ASSIGNED TASK
In the material below, find each line that contains the word "MemoryKvStore" and copy it.

PROVIDED RECORDS
════════
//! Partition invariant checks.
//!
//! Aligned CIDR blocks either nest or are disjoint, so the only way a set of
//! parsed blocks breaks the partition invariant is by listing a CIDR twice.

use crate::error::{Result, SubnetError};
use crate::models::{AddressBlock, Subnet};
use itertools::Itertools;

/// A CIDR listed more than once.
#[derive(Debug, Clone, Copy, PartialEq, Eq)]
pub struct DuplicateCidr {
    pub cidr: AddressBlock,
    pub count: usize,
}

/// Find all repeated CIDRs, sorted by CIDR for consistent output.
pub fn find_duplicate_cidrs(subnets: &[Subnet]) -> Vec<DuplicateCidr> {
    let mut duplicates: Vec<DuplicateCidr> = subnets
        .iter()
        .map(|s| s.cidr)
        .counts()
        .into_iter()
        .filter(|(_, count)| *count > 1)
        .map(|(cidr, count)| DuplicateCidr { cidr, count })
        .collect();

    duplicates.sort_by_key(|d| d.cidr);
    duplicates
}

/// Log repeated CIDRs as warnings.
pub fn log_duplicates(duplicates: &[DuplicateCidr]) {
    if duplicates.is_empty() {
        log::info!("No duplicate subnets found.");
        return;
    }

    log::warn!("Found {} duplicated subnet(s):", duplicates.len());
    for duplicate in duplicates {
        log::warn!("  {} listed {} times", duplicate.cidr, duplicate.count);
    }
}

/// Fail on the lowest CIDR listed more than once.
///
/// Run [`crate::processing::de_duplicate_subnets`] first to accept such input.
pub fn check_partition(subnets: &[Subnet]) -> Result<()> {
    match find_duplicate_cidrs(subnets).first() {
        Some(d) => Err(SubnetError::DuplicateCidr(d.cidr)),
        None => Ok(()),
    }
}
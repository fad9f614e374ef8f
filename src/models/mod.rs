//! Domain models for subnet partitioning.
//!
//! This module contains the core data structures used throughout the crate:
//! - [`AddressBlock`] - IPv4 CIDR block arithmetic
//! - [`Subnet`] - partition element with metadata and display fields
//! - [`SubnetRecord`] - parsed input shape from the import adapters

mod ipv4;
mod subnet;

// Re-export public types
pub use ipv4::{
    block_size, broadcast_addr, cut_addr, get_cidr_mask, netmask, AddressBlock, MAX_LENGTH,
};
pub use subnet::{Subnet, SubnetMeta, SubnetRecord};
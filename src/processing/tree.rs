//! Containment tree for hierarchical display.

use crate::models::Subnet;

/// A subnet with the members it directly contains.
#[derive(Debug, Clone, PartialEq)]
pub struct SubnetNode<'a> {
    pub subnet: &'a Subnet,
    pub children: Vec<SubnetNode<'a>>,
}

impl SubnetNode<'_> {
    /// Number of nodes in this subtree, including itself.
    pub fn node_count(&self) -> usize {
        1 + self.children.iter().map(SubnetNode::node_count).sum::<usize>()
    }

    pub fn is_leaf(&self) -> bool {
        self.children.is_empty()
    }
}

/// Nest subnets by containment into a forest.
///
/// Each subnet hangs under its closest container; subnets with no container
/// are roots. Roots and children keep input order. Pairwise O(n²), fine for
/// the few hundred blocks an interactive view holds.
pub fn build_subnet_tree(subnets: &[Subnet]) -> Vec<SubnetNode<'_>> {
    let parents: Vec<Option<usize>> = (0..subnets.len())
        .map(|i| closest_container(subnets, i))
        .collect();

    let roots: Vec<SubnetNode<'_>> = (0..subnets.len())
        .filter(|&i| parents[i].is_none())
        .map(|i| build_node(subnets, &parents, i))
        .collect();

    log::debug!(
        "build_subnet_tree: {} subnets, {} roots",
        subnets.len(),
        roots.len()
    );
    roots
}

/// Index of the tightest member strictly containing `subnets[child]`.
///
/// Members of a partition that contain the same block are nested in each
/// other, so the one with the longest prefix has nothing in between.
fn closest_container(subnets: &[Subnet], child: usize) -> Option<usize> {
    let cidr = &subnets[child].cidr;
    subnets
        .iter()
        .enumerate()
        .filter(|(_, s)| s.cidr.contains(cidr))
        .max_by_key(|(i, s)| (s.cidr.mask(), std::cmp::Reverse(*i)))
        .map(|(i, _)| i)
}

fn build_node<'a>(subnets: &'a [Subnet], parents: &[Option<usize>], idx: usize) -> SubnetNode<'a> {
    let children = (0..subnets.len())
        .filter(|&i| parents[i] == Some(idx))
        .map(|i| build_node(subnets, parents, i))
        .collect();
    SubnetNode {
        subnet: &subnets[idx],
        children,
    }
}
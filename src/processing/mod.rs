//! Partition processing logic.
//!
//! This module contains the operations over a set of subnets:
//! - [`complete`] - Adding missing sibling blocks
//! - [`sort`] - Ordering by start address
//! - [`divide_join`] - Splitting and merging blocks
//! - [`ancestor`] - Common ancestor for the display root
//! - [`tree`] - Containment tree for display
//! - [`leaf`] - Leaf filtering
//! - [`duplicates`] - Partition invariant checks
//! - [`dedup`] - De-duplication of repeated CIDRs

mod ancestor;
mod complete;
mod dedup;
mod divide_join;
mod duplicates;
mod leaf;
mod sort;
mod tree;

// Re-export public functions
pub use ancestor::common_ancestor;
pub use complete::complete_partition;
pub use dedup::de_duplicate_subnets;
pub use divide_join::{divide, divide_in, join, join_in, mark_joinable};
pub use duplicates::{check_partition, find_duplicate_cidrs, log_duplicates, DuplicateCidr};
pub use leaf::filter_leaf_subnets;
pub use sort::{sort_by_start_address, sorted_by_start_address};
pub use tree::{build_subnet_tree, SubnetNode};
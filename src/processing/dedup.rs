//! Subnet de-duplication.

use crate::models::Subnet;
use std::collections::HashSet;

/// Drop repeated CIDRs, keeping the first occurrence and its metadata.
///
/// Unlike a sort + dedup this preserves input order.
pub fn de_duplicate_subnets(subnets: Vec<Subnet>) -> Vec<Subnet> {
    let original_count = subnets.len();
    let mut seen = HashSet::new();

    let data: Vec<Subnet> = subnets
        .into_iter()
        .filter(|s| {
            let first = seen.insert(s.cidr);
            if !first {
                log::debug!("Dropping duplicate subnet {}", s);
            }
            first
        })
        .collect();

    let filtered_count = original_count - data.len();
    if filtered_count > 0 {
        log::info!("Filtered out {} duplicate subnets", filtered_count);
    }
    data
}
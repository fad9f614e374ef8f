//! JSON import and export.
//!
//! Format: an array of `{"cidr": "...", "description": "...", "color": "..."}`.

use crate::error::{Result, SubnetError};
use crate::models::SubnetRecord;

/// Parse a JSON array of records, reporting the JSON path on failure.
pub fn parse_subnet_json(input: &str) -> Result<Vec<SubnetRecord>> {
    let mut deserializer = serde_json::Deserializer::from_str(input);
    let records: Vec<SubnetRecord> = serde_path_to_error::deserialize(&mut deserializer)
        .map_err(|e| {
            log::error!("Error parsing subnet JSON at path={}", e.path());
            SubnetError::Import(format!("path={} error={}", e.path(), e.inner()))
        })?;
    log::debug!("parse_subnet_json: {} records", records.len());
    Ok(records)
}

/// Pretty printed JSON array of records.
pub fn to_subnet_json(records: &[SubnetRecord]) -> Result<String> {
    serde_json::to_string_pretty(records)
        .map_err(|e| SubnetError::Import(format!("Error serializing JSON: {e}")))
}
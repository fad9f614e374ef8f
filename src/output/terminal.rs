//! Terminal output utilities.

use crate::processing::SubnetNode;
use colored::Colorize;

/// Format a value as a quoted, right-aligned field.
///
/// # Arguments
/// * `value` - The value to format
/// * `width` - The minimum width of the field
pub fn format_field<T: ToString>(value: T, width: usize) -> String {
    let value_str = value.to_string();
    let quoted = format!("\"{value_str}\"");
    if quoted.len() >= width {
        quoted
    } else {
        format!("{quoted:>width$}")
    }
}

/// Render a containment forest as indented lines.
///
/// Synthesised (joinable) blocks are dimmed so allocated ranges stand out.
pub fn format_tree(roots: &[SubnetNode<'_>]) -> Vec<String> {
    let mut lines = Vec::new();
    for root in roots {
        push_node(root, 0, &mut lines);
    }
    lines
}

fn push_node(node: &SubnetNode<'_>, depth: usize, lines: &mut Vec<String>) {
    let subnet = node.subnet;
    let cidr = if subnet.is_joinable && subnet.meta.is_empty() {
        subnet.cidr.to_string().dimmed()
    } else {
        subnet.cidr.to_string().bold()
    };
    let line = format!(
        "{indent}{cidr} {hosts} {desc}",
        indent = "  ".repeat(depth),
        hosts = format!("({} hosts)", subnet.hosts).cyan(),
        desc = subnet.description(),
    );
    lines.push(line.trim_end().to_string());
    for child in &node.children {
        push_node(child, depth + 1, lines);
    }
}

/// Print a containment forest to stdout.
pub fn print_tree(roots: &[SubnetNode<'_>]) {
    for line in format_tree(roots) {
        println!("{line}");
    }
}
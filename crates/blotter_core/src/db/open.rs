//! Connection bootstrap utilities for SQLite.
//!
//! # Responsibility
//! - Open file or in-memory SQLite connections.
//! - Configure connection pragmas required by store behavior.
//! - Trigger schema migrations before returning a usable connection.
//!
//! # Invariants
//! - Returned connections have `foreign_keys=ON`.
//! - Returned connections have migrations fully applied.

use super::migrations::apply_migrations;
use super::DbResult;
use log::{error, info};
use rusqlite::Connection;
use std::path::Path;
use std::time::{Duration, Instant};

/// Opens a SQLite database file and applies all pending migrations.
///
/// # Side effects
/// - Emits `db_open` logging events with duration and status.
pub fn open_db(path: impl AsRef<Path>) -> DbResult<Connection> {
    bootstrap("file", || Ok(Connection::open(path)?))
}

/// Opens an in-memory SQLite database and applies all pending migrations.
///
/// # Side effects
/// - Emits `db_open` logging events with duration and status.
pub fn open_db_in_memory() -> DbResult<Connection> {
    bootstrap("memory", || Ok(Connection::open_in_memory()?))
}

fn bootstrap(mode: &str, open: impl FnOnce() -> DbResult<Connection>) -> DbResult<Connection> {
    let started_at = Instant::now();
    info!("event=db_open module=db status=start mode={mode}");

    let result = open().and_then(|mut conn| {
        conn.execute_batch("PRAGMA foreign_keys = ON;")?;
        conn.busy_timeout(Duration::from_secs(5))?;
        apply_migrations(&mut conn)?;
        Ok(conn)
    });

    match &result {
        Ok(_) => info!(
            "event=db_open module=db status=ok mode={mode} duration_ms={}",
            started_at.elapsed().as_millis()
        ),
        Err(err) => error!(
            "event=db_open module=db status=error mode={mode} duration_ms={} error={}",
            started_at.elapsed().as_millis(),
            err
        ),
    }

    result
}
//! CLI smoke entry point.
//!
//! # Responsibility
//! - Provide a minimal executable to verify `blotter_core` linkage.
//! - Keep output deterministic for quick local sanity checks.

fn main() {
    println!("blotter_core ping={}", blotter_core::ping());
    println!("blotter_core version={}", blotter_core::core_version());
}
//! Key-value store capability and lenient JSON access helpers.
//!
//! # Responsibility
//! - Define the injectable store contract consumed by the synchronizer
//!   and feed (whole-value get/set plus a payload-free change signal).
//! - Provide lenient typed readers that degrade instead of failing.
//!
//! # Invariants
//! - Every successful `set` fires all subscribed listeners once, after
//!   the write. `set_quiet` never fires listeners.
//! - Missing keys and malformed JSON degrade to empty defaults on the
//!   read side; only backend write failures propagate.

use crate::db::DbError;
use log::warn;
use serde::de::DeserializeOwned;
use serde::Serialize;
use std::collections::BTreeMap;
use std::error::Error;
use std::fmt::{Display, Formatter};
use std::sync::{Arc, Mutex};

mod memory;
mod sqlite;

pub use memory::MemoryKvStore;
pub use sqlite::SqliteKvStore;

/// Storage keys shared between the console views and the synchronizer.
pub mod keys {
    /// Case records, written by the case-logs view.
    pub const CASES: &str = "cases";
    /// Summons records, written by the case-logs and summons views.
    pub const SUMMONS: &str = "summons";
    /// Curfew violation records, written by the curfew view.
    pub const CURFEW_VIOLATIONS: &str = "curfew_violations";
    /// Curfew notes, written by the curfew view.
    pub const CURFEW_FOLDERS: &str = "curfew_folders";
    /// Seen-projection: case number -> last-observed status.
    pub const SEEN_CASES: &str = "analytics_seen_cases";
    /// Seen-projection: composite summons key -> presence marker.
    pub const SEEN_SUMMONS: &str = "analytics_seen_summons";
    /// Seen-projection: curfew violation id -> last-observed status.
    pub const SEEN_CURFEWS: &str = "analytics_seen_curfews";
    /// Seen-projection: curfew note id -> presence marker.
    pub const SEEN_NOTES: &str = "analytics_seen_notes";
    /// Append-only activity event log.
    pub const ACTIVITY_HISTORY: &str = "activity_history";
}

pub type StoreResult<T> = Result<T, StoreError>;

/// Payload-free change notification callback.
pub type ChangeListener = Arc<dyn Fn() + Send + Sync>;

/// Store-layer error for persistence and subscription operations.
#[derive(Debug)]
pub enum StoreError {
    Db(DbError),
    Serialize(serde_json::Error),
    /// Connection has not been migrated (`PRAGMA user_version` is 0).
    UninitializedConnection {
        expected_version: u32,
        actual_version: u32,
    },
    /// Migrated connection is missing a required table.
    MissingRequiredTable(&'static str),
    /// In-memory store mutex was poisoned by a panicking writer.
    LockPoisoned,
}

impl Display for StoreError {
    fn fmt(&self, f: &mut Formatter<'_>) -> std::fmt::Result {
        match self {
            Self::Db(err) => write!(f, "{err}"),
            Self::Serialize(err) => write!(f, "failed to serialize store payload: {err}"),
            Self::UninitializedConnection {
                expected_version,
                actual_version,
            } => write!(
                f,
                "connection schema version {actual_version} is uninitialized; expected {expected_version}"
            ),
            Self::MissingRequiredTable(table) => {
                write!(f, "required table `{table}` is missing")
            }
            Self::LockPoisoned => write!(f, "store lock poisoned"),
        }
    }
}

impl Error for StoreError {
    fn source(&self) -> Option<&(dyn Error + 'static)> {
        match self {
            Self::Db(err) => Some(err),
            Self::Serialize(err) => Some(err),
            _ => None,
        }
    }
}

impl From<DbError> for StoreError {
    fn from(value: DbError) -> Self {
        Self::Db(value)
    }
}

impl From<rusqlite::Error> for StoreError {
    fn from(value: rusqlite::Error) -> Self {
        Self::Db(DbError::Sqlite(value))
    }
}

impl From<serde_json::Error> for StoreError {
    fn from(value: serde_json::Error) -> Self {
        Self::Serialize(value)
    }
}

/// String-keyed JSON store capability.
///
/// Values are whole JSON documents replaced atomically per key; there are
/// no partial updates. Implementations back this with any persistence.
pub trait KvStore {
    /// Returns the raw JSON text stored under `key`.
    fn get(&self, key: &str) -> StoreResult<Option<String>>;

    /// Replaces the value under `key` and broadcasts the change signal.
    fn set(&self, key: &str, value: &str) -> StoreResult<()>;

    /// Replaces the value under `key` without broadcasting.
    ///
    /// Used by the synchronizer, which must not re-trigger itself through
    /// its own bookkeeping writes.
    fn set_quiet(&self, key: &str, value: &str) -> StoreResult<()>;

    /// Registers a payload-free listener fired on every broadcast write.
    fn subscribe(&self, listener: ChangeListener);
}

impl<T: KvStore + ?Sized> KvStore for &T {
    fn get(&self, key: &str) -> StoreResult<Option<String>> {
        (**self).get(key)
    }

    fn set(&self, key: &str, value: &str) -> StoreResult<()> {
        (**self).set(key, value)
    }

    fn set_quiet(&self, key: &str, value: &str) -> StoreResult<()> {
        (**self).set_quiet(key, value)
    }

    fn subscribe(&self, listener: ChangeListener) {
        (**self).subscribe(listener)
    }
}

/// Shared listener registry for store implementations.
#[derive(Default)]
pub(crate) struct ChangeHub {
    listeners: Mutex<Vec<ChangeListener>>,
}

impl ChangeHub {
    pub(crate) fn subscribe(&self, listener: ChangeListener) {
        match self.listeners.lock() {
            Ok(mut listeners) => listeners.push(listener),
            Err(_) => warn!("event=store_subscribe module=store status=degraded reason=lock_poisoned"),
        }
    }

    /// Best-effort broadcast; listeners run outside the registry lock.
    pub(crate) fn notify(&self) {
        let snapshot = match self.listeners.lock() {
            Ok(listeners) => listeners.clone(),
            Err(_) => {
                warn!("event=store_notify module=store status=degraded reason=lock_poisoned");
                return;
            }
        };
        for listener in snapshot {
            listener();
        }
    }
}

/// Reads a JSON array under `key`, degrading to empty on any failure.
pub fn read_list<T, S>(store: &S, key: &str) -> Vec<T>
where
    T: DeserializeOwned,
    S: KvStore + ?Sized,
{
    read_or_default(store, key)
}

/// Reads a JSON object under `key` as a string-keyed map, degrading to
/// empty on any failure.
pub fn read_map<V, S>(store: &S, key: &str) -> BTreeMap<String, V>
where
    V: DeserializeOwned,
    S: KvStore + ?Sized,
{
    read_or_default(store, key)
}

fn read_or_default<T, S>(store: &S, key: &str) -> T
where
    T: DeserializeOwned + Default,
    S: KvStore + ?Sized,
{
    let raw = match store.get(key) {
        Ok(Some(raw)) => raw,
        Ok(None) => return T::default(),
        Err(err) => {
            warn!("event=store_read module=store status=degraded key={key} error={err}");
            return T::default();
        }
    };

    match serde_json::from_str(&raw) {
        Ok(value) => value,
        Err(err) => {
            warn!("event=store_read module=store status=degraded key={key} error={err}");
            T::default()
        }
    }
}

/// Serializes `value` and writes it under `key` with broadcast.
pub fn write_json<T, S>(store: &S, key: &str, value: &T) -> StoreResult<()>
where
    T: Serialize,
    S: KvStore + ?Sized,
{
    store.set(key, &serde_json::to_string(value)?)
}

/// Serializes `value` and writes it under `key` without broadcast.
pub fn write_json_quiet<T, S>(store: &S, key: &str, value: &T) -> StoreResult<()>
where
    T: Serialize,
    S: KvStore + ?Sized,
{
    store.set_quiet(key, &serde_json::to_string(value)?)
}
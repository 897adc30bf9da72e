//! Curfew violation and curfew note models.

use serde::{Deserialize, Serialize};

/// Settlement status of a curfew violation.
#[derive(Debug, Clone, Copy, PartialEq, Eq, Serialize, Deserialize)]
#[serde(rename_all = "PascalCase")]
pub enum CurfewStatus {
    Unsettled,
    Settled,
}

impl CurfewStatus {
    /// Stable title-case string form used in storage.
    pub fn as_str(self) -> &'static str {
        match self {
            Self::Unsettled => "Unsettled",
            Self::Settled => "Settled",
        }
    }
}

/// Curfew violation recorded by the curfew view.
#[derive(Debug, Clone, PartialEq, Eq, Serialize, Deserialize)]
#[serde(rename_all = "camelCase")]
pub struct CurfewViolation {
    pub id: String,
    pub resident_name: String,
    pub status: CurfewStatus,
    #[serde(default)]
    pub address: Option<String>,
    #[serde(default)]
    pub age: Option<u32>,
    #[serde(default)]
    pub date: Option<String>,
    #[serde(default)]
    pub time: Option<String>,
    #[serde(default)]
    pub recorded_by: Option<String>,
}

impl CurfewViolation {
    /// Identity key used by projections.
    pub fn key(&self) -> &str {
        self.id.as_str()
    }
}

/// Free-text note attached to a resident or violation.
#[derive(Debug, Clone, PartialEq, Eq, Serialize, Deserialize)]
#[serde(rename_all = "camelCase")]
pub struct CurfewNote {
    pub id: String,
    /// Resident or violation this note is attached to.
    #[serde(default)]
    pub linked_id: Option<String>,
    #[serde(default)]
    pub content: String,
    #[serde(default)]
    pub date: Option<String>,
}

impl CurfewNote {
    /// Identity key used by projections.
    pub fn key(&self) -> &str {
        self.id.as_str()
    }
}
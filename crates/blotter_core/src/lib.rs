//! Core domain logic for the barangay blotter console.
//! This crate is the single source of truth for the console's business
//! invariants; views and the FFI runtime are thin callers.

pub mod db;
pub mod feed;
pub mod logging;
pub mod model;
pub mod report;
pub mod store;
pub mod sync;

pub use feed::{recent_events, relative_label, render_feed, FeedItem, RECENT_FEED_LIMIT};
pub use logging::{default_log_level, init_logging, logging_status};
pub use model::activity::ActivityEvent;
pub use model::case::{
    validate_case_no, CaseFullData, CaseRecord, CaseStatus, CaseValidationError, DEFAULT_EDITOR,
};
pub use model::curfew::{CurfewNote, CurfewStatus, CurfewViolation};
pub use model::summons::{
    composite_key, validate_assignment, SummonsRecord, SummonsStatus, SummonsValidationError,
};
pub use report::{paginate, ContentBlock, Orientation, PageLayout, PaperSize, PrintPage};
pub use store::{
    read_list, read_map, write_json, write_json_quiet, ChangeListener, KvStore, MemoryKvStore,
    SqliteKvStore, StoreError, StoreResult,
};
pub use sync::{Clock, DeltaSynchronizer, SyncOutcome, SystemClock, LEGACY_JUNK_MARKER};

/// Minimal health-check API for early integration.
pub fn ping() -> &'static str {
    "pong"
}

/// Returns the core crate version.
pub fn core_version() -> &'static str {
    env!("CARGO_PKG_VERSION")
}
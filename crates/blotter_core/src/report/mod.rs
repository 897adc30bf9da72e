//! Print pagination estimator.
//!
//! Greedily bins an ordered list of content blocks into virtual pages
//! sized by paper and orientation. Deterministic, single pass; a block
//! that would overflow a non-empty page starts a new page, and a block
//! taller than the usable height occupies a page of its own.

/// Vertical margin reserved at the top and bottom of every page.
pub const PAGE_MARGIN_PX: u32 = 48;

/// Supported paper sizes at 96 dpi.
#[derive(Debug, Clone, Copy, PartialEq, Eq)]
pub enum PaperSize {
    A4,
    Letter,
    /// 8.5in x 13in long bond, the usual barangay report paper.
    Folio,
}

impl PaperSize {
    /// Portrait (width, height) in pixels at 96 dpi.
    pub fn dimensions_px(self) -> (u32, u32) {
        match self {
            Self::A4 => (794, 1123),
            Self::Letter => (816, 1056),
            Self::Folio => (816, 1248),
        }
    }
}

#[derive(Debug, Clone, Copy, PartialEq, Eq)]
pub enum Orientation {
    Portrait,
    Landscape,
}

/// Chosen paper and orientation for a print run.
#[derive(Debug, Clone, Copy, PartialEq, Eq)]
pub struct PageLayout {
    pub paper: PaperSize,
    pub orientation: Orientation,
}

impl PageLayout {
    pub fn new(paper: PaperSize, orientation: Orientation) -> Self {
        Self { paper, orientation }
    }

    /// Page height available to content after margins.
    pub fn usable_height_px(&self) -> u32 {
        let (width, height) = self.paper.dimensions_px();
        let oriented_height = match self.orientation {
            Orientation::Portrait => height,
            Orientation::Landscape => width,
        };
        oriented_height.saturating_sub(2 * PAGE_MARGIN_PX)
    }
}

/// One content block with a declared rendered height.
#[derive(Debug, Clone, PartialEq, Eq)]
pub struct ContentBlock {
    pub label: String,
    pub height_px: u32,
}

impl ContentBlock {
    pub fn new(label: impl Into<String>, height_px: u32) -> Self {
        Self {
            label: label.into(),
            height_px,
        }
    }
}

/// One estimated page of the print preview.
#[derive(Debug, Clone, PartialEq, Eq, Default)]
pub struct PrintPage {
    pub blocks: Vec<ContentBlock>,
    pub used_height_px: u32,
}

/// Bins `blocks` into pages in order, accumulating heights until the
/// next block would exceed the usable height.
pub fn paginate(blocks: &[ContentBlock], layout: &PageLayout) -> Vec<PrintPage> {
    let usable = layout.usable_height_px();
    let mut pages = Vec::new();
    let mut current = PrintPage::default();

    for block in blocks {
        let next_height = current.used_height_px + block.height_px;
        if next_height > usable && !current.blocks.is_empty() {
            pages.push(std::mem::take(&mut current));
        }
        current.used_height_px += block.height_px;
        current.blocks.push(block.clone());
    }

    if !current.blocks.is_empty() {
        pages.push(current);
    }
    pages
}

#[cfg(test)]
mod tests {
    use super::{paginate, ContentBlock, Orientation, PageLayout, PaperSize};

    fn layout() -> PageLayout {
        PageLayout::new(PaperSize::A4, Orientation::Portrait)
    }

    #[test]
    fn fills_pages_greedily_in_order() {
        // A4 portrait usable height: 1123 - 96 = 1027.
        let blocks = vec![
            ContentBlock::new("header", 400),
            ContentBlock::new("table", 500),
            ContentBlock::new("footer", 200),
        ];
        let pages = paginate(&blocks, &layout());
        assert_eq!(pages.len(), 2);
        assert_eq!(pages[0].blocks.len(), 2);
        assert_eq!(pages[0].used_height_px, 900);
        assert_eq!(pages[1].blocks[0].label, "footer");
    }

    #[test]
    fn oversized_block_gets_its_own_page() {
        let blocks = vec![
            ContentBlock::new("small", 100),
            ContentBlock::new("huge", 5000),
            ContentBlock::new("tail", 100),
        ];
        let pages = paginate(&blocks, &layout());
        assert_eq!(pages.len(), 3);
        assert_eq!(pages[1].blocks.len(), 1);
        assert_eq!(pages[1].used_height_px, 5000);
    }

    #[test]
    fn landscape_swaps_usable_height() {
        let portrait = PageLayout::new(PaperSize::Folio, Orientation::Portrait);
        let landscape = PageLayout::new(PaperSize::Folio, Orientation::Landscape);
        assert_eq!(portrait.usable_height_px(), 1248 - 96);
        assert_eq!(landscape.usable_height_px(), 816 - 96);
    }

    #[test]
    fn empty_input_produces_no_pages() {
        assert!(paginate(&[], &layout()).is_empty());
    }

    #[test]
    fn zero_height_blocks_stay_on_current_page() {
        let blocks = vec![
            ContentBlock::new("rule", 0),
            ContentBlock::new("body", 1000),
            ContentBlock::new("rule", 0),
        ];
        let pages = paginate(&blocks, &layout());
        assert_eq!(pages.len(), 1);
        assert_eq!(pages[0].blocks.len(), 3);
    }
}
════════
RESPONSE TO THIS EXERCISE
pub use memory::MemoryKvStore;
    read_list, read_map, write_json, write_json_quiet, ChangeListener, KvStore, MemoryKvStore,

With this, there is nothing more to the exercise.